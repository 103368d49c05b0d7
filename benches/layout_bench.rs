use chrono::{Duration, TimeZone, Utc};
use criterion::{Criterion, criterion_group, criterion_main};
use fleet_gantt::core::TimeWindow;
use fleet_gantt::render::LayoutConfig;
use fleet_gantt::schedule::{
    Flight, adapt_ground_response, adapt_trip_response, derive_ground_response,
    derive_trip_response,
};
use std::hint::black_box;

const AIRCRAFT: usize = 200;
const LEGS_PER_AIRCRAFT: usize = 40;

fn generated_fleet() -> (Vec<Flight>, Vec<String>) {
    let origin = Utc.with_ymd_and_hms(2022, 1, 1, 0, 0, 0).unwrap();
    let ids: Vec<String> = (0..AIRCRAFT).map(|i| format!("PLANE_{i:03}")).collect();
    let airports = ["HKG", "NRT", "SIN", "BKK", "ICN"];

    let mut flights = Vec::with_capacity(AIRCRAFT * LEGS_PER_AIRCRAFT);
    for (a, id) in ids.iter().enumerate() {
        for leg in 0..LEGS_PER_AIRCRAFT {
            let departure = origin + Duration::minutes((leg * 250 + a * 7) as i64);
            flights.push(Flight {
                id: (a * LEGS_PER_AIRCRAFT + leg) as u64,
                aircraft_id: id.clone(),
                origin: airports[leg % airports.len()].to_owned(),
                destination: airports[(leg + 1) % airports.len()].to_owned(),
                departure,
                arrival: departure + Duration::minutes(180),
            });
        }
    }
    (flights, ids)
}

fn bench_trip_layout_large_fleet(c: &mut Criterion) {
    let (flights, ids) = generated_fleet();
    let origin = Utc.with_ymd_and_hms(2022, 1, 1, 0, 0, 0).unwrap();
    let window = TimeWindow::new(origin, origin + Duration::days(7)).expect("valid window");
    let model = adapt_trip_response(&derive_trip_response(&flights, &ids, window))
        .expect("valid model");

    c.bench_function("trip_layout_200x40", |b| {
        b.iter(|| {
            let _ = model
                .layout(black_box(LayoutConfig::default()))
                .expect("layout");
        })
    });
}

fn bench_ground_derivation_large_fleet(c: &mut Criterion) {
    let (flights, ids) = generated_fleet();
    let origin = Utc.with_ymd_and_hms(2022, 1, 1, 0, 0, 0).unwrap();
    let window = TimeWindow::new(origin, origin + Duration::days(7)).expect("valid window");

    c.bench_function("ground_derive_and_adapt_200x40", |b| {
        b.iter(|| {
            let response = derive_ground_response(black_box(&flights), &ids, window);
            let _ = adapt_ground_response(&response).expect("model");
        })
    });
}

criterion_group!(
    benches,
    bench_trip_layout_large_fleet,
    bench_ground_derivation_large_fleet
);
criterion_main!(benches);
use serde::{Deserialize, Serialize};

use crate::core::DisplayTimeZone;
use crate::error::{GanttError, GanttResult};

/// Minimum bar width as a fraction of the window (0.5%).
pub const DEFAULT_WIDTH_FLOOR: f64 = 0.005;
/// Gridline cadence of the time axis.
pub const DEFAULT_MARKER_STEP_HOURS: u32 = 3;

/// Tuning for a layout pass.
#[derive(Debug, Clone, Copy, PartialEq, Serialize, Deserialize)]
pub struct LayoutConfig {
    /// Bars never get narrower than this fraction, so zero-length records stay clickable.
    #[serde(default = "default_width_floor")]
    pub width_floor: f64,
    #[serde(default = "default_marker_step_hours")]
    pub marker_step_hours: u32,
    /// Zone used for marker alignment and axis labels.
    #[serde(default)]
    pub timezone: DisplayTimeZone,
}

impl Default for LayoutConfig {
    fn default() -> Self {
        Self {
            width_floor: DEFAULT_WIDTH_FLOOR,
            marker_step_hours: DEFAULT_MARKER_STEP_HOURS,
            timezone: DisplayTimeZone::Utc,
        }
    }
}

impl LayoutConfig {
    #[must_use]
    pub fn with_width_floor(mut self, width_floor: f64) -> Self {
        self.width_floor = width_floor;
        self
    }

    #[must_use]
    pub fn with_marker_step_hours(mut self, hours: u32) -> Self {
        self.marker_step_hours = hours;
        self
    }

    #[must_use]
    pub fn with_timezone(mut self, timezone: DisplayTimeZone) -> Self {
        self.timezone = timezone;
        self
    }

    pub fn validate(self) -> GanttResult<Self> {
        if !self.width_floor.is_finite() || self.width_floor <= 0.0 || self.width_floor > 1.0 {
            return Err(GanttError::InvalidConfig(
                "layout width floor must be finite and in (0, 1]".to_owned(),
            ));
        }
        if !(1..=24).contains(&self.marker_step_hours) {
            return Err(GanttError::InvalidConfig(
                "layout marker step must be between 1 and 24 hours".to_owned(),
            ));
        }
        self.timezone.validate()?;
        Ok(self)
    }
}

fn default_width_floor() -> f64 {
    DEFAULT_WIDTH_FLOOR
}

fn default_marker_step_hours() -> u32 {
    DEFAULT_MARKER_STEP_HOURS
}
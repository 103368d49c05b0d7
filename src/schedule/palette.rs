use serde::{Deserialize, Serialize};

use crate::core::ColorToken;
use crate::error::{GanttError, GanttResult};

pub const TRIP_PALETTE: [&str; 6] = [
    "#3b82f6", "#10b981", "#f59e0b", "#ef4444", "#8b5cf6", "#ec4899",
];

pub const GROUND_PALETTE: [&str; 6] = [
    "#6366f1", "#14b8a6", "#f97316", "#a855f7", "#06b6d4", "#84cc16",
];

/// How a row picks its palette entry.
#[derive(Debug, Clone, Copy, PartialEq, Eq, Hash, Default, Serialize, Deserialize)]
#[serde(rename_all = "snake_case")]
pub enum ColorAssignment {
    /// `palette[row_index % len]`; colors follow the selection order.
    #[default]
    ByIndex,
    /// Hash of the aircraft id, stable across selections.
    ByIdentity,
}

impl ColorAssignment {
    pub fn pick(
        self,
        palette: &[&str],
        row_index: usize,
        aircraft_id: &str,
    ) -> GanttResult<ColorToken> {
        let slot = match self {
            Self::ByIndex => row_index,
            Self::ByIdentity => identity_slot(aircraft_id),
        };
        if palette.is_empty() {
            return Err(GanttError::InvalidConfig(
                "color palette must not be empty".to_owned(),
            ));
        }
        ColorToken::new(palette[slot % palette.len()])
    }
}

/// FNV-1a over the id bytes; stable across runs and platforms.
fn identity_slot(aircraft_id: &str) -> usize {
    const OFFSET: u64 = 0xcbf2_9ce4_8422_2325;
    const PRIME: u64 = 0x0000_0100_0000_01b3;
    let hash = aircraft_id
        .bytes()
        .fold(OFFSET, |acc, byte| (acc ^ u64::from(byte)).wrapping_mul(PRIME));
    (hash % 1_000_003) as usize
}

#[cfg(test)]
mod tests {
    use super::{ColorAssignment, GROUND_PALETTE, TRIP_PALETTE};

    #[test]
    fn index_assignment_wraps_around_palette() {
        let first = ColorAssignment::ByIndex
            .pick(&TRIP_PALETTE, 0, "A")
            .expect("color");
        let seventh = ColorAssignment::ByIndex
            .pick(&TRIP_PALETTE, 6, "G")
            .expect("color");
        assert_eq!(first.as_str(), "#3b82f6");
        assert_eq!(first, seventh);
    }

    #[test]
    fn identity_assignment_ignores_row_position() {
        let at_zero = ColorAssignment::ByIdentity
            .pick(&GROUND_PALETTE, 0, "PLANE_A")
            .expect("color");
        let at_four = ColorAssignment::ByIdentity
            .pick(&GROUND_PALETTE, 4, "PLANE_A")
            .expect("color");
        assert_eq!(at_zero, at_four);
    }
}
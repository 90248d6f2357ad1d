//! Illustrative [`crate::search::Game`] implementers. Neither touches the
//! chess core; both exist to show that `search`/`best_move` are genuinely
//! generic over the game descriptor.

pub mod connect_four;
pub mod tic_tac_toe;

-------

■ **Task item**:
Nothing in the records may change; write them out again in full.

■ **Final answer**:
repository 103368d49c05b0d7
filename benches/layout_bench.rs
use chrono::{Duration, TimeZone, Utc};
use criterion::{Criterion, criterion_group, criterion_main};
use fleet_gantt::core::TimeWindow;
use fleet_gantt::render::LayoutConfig;
use fleet_gantt::schedule::{
    Flight, adapt_ground_response, adapt_trip_response, derive_ground_response,
    derive_trip_response,
};
use std::hint::black_box;

const AIRCRAFT: usize = 200;
const LEGS_PER_AIRCRAFT: usize = 40;

fn generated_fleet() -> (Vec<Flight>, Vec<String>) {
    let origin = Utc.with_ymd_and_hms(2022, 1, 1, 0, 0, 0).unwrap();
    let ids: Vec<String> = (0..AIRCRAFT).map(|i| format!("PLANE_{i:03}")).collect();
    let airports = ["HKG", "NRT", "SIN", "BKK", "ICN"];

    let mut flights = Vec::with_capacity(AIRCRAFT * LEGS_PER_AIRCRAFT);
    for (a, id) in ids.iter().enumerate() {
        for leg in 0..LEGS_PER_AIRCRAFT {
            let departure = origin + Duration::minutes((leg * 250 + a * 7) as i64);
            flights.push(Flight {
                id: (a * LEGS_PER_AIRCRAFT + leg) as u64,
                aircraft_id: id.clone(),
                origin: airports[leg % airports.len()].to_owned(),
                destination: airports[(leg + 1) % airports.len()].to_owned(),
                departure,
                arrival: departure + Duration::minutes(180),
            });
        }
    }
    (flights, ids)
}

fn bench_trip_layout_large_fleet(c: &mut Criterion) {
    let (flights, ids) = generated_fleet();
    let origin = Utc.with_ymd_and_hms(2022, 1, 1, 0, 0, 0).unwrap();
    let window = TimeWindow::new(origin, origin + Duration::days(7)).expect("valid window");
    let model = adapt_trip_response(&derive_trip_response(&flights, &ids, window))
        .expect("valid model");

    c.bench_function("trip_layout_200x40", |b| {
        b.iter(|| {
            let _ = model
                .layout(black_box(LayoutConfig::default()))
                .expect("layout");
        })
    });
}

fn bench_ground_derivation_large_fleet(c: &mut Criterion) {
    let (flights, ids) = generated_fleet();
    let origin = Utc.with_ymd_and_hms(2022, 1, 1, 0, 0, 0).unwrap();
    let window = TimeWindow::new(origin, origin + Duration::days(7)).expect("valid window");

    c.bench_function("ground_derive_and_adapt_200x40", |b| {
        b.iter(|| {
            let response = derive_ground_response(black_box(&flights), &ids, window);
            let _ = adapt_ground_response(&response).expect("model");
        })
    });
}

criterion_group!(
    benches,
    bench_trip_layout_large_fleet,
    bench_ground_derivation_large_fleet
);
criterion_main!(benches);
use serde::{Deserialize, Serialize};

use crate::core::DisplayTimeZone;
use crate::error::{GanttError, GanttResult};

/// Minimum bar width as a fraction of the window (0.5%).
pub const DEFAULT_WIDTH_FLOOR: f64 = 0.005;
/// Gridline cadence of the time axis.
pub const DEFAULT_MARKER_STEP_HOURS: u32 = 3;

/// Tuning for a layout pass.
#[derive(Debug, Clone, Copy, PartialEq, Serialize, Deserialize)]
pub struct LayoutConfig {
    /// Bars never get narrower than this fraction, so zero-length records stay clickable.
    #[serde(default = "default_width_floor")]
    pub width_floor: f64,
    #[serde(default = "default_marker_step_hours")]
    pub marker_step_hours: u32,
    /// Zone used for marker alignment and axis labels.
    #[serde(default)]
    pub timezone: DisplayTimeZone,
}

impl Default for LayoutConfig {
    fn default() -> Self {
        Self {
            width_floor: DEFAULT_WIDTH_FLOOR,
            marker_step_hours: DEFAULT_MARKER_STEP_HOURS,
            timezone: DisplayTimeZone::Utc,
        }
    }
}

impl LayoutConfig {
    #[must_use]
    pub fn with_width_floor(mut self, width_floor: f64) -> Self {
        self.width_floor = width_floor;
        self
    }

    #[must_use]
    pub fn with_marker_step_hours(mut self, hours: u32) -> Self {
        self.marker_step_hours = hours;
        self
    }

    #[must_use]
    pub fn with_timezone(mut self, timezone: DisplayTimeZone) -> Self {
        self.timezone = timezone;
        self
    }

    pub fn validate(self) -> GanttResult<Self> {
        if !self.width_floor.is_finite() || self.width_floor <= 0.0 || self.width_floor > 1.0 {
            return Err(GanttError::InvalidConfig(
                "layout width floor must be finite and in (0, 1]".to_owned(),
            ));
        }
        if !(1..=24).contains(&self.marker_step_hours) {
            return Err(GanttError::InvalidConfig(
                "layout marker step must be between 1 and 24 hours".to_owned(),
            ));
        }
        self.timezone.validate()?;
        Ok(self)
    }
}

fn default_width_floor() -> f64 {
    DEFAULT_WIDTH_FLOOR
}

fn default_marker_step_hours() -> u32 {
    DEFAULT_MARKER_STEP_HOURS
}
repository 103368d49c05b0d7
filename src/schedule/palette.rs
use serde::{Deserialize, Serialize};

use crate::core::ColorToken;
use crate::error::{GanttError, GanttResult};

pub const TRIP_PALETTE: [&str; 6] = [
    "#3b82f6", "#10b981", "#f59e0b", "#ef4444", "#8b5cf6", "#ec4899",
];

pub const GROUND_PALETTE: [&str; 6] = [
    "#6366f1", "#14b8a6", "#f97316", "#a855f7", "#06b6d4", "#84cc16",
];

/// How a row picks its palette entry.
#[derive(Debug, Clone, Copy, PartialEq, Eq, Hash, Default, Serialize, Deserialize)]
#[serde(rename_all = "snake_case")]
pub enum ColorAssignment {
    /// `palette[row_index % len]`; colors follow the selection order.
    #[default]
    ByIndex,
    /// Hash of the aircraft id, stable across selections.
    ByIdentity,
}

impl ColorAssignment {
    pub fn pick(
        self,
        palette: &[&str],
        row_index: usize,
        aircraft_id: &str,
    ) -> GanttResult<ColorToken> {
        let slot = match self {
            Self::ByIndex => row_index,
            Self::ByIdentity => identity_slot(aircraft_id),
        };
        if palette.is_empty() {
            return Err(GanttError::InvalidConfig(
                "color palette must not be empty".to_owned(),
            ));
        }
        ColorToken::new(palette[slot % palette.len()])
    }
}

/// FNV-1a over the id bytes; stable across runs and platforms.
fn identity_slot(aircraft_id: &str) -> usize {
    const OFFSET: u64 = 0xcbf2_9ce4_8422_2325;
    const PRIME: u64 = 0x0000_0100_0000_01b3;
    let hash = aircraft_id
        .bytes()
        .fold(OFFSET, |acc, byte| (acc ^ u64::from(byte)).wrapping_mul(PRIME));
    (hash % 1_000_003) as usize
}

#[cfg(test)]
mod tests {
    use super::{ColorAssignment, GROUND_PALETTE, TRIP_PALETTE};

    #[test]
    fn index_assignment_wraps_around_palette() {
        let first = ColorAssignment::ByIndex
            .pick(&TRIP_PALETTE, 0, "A")
            .expect("color");
        let seventh = ColorAssignment::ByIndex
            .pick(&TRIP_PALETTE, 6, "G")
            .expect("color");
        assert_eq!(first.as_str(), "#3b82f6");
        assert_eq!(first, seventh);
    }

    #[test]
    fn identity_assignment_ignores_row_position() {
        let at_zero = ColorAssignment::ByIdentity
            .pick(&GROUND_PALETTE, 0, "PLANE_A")
            .expect("color");
        let at_four = ColorAssignment::ByIdentity
            .pick(&GROUND_PALETTE, 4, "PLANE_A")
            .expect("color");
        assert_eq!(at_zero, at_four);
    }
}
repository 90248d6f2357ad1d
//! Illustrative [`crate::search::Game`] implementers. Neither touches the
//! chess core; both exist to show that `search`/`best_move` are genuinely
//! generic over the game descriptor.

pub mod connect_four;
pub mod tic_tac_toe;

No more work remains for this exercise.